Adapun, saham MTLA ini tampaknya dibeli CTRA dari Northern Trust Company SA Reco Newton Pte Ltd. Perusahaan yang berbasis di Singapura ini selama ini memiliki saham MTLA sebesar 37,5% dan menjadi pemegang saham terbesar.

Namun, status pengendali MTLA masih berada di bawah PT Metropolitan Persada Internasional yang hingga akhir Oktober 2021 lalu memiliki saham MLTA sebanyak 36,7%.

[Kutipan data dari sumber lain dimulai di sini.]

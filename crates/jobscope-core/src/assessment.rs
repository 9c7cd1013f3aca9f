//! Self-assessment wizard: question banks, draft state, submission payload.

use serde::{Deserialize, Serialize};
use std::collections::HashMap;

/// One self-rating question.
#[derive(Debug, Clone, Copy)]
pub struct Question {
    pub id: &'static str,
    pub label: &'static str,
}

/// Stage one: general computer-science literacy, asked of everyone.
pub const GENERAL_QUESTIONS: [Question; 4] = [
    Question {
        id: "algo_base",
        label: "Data structures and algorithms",
    },
    Question {
        id: "cs_network",
        label: "Networks and operating systems",
    },
    Question {
        id: "english",
        label: "Technical English reading",
    },
    Question {
        id: "communication",
        label: "Team communication",
    },
];

/// Target directions offered in stage two.
pub const TARGET_JOBS: [&str; 3] = ["Java Backend", "Frontend", "Data Analyst"];

const JAVA_BACKEND_QUESTIONS: [Question; 4] = [
    Question {
        id: "java_se",
        label: "Java core (collections, threading, JVM)",
    },
    Question {
        id: "spring_boot",
        label: "Spring Boot / Cloud",
    },
    Question {
        id: "mysql_redis",
        label: "MySQL and Redis schema design",
    },
    Question {
        id: "distributed",
        label: "Distributed systems (MQ, Docker)",
    },
];

const FRONTEND_QUESTIONS: [Question; 4] = [
    Question {
        id: "js_ts",
        label: "JavaScript / TypeScript depth",
    },
    Question {
        id: "react_vue",
        label: "React / Vue frameworks",
    },
    Question {
        id: "css_html",
        label: "HTML5, CSS3, responsive layout",
    },
    Question {
        id: "browser",
        label: "Browser internals and performance",
    },
];

const DATA_ANALYST_QUESTIONS: [Question; 4] = [
    Question {
        id: "python_data",
        label: "Python analysis stack (Pandas, NumPy)",
    },
    Question {
        id: "sql_advanced",
        label: "Advanced SQL and query tuning",
    },
    Question {
        id: "visualization",
        label: "Data visualization",
    },
    Question {
        id: "stats_ml",
        label: "Statistics and machine learning basics",
    },
];

/// Stage three question bank for one target direction.
pub fn specific_questions(job: &str) -> Option<&'static [Question]> {
    match job {
        "Java Backend" => Some(&JAVA_BACKEND_QUESTIONS),
        "Frontend" => Some(&FRONTEND_QUESTIONS),
        "Data Analyst" => Some(&DATA_ANALYST_QUESTIONS),
        _ => None,
    }
}

const SCORE_MAX: u8 = 100;
const SCORE_DEFAULT: u8 = 50;

/// Submission payload sent to the assessment endpoint.
#[derive(Debug, Clone, PartialEq, Serialize, Deserialize)]
#[serde(rename_all = "camelCase")]
pub struct AssessmentSubmission {
    pub general_scores: HashMap<String, u8>,
    pub target_jobs: Vec<String>,
    pub specific_scores: HashMap<String, u8>,
}

/// In-progress wizard state.
///
/// Deselecting a target job removes the specific scores entered for it, so
/// a submission never carries ratings for directions the student backed
/// out of.
#[derive(Debug, Clone, Default, PartialEq)]
pub struct AssessmentDraft {
    general_scores: HashMap<String, u8>,
    target_jobs: Vec<String>,
    specific_scores: HashMap<String, u8>,
}

impl AssessmentDraft {
    /// A fresh draft with every general question at the slider midpoint.
    pub fn new() -> Self {
        let general_scores = GENERAL_QUESTIONS
            .iter()
            .map(|q| (q.id.to_string(), SCORE_DEFAULT))
            .collect();
        Self {
            general_scores,
            target_jobs: Vec::new(),
            specific_scores: HashMap::new(),
        }
    }

    pub fn set_general(&mut self, question_id: &str, score: u8) {
        self.general_scores
            .insert(question_id.to_string(), score.min(SCORE_MAX));
    }

    pub fn set_specific(&mut self, question_id: &str, score: u8) {
        self.specific_scores
            .insert(question_id.to_string(), score.min(SCORE_MAX));
    }

    /// Adds or removes a target direction. Unknown directions are ignored.
    pub fn toggle_job(&mut self, job: &str) {
        let Some(questions) = specific_questions(job) else {
            return;
        };
        if let Some(pos) = self.target_jobs.iter().position(|j| j == job) {
            self.target_jobs.remove(pos);
            for question in questions {
                self.specific_scores.remove(question.id);
            }
        } else {
            self.target_jobs.push(job.to_string());
        }
    }

    pub fn target_jobs(&self) -> &[String] {
        &self.target_jobs
    }

    pub fn specific_score(&self, question_id: &str) -> Option<u8> {
        self.specific_scores.get(question_id).copied()
    }

    /// A draft can be submitted once at least one direction is chosen.
    pub fn is_submittable(&self) -> bool {
        !self.target_jobs.is_empty()
    }

    pub fn to_submission(&self) -> AssessmentSubmission {
        AssessmentSubmission {
            general_scores: self.general_scores.clone(),
            target_jobs: self.target_jobs.clone(),
            specific_scores: self.specific_scores.clone(),
        }
    }
}

#[cfg(test)]
mod tests {
    use super::*;

    #[test]
    fn test_new_draft_seeds_general_midpoints() {
        let draft = AssessmentDraft::new();
        let submission = draft.to_submission();
        assert_eq!(submission.general_scores.len(), GENERAL_QUESTIONS.len());
        assert!(submission.general_scores.values().all(|&v| v == 50));
        assert!(!draft.is_submittable());
    }

    #[test]
    fn test_deselecting_job_clears_its_scores() {
        let mut draft = AssessmentDraft::new();
        draft.toggle_job("Frontend");
        draft.set_specific("js_ts", 80);
        draft.set_specific("browser", 60);
        assert!(draft.is_submittable());

        draft.toggle_job("Frontend");
        assert!(!draft.is_submittable());
        assert!(draft.specific_score("js_ts").is_none());
        assert!(draft.specific_score("browser").is_none());
    }

    #[test]
    fn test_deselect_keeps_other_jobs_scores() {
        let mut draft = AssessmentDraft::new();
        draft.toggle_job("Frontend");
        draft.toggle_job("Data Analyst");
        draft.set_specific("js_ts", 70);
        draft.set_specific("python_data", 90);

        draft.toggle_job("Frontend");
        assert!(draft.specific_score("js_ts").is_none());
        assert_eq!(draft.specific_score("python_data"), Some(90));
        assert_eq!(draft.target_jobs(), ["Data Analyst"]);
    }

    #[test]
    fn test_scores_clamped_to_scale() {
        let mut draft = AssessmentDraft::new();
        draft.set_general("algo_base", 255);
        assert_eq!(draft.to_submission().general_scores["algo_base"], 100);
    }

    #[test]
    fn test_unknown_job_is_ignored() {
        let mut draft = AssessmentDraft::new();
        draft.toggle_job("Astronaut");
        assert!(!draft.is_submittable());
    }
}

Dalam keterbukaan informasi di Bursa Efek Indonesia pada Jumat, 12 November 2021 lalu, Northern Trust mengumumkan telah menjual seluruh sahamnya pada 9 November 2021. Perusahaan itu menjualnya di harga Rp320 dan mengantongi dana Rp918,61 miliar.

Sementara itu, pihak pembeli selain CTRA yakni PT Metropolitan Persada Internasional sebanyak 0,82%, sehingga kepemilikannya kini menjadi 37,52%. Selain itu, ada juga investor individu yakni Iwan Putra Brasali yang membelinya sebanyak 2,04%.

Belum ada keterangan lain di laman Bursa Efek Indonesia yang menjelaskan siapa pembeli sisa saham lain yang dijual oleh Northern Company tersebut. Dalam informasi tersebut juga tidak dijelaskan secara terperinci alasan Northern Trust menjual saham MTLA.

Terlepas dari itu, jika melihat kinerja keuangan MTLA yang relatif masih kuat di tengah kondisi pandemi, jelas bahwa prospek perusahaan ini masih menjanjikan. Oleh karena itu, langkah divestasi besar Northern tidak mesti merupakan sinyal negatif atas prospeknya.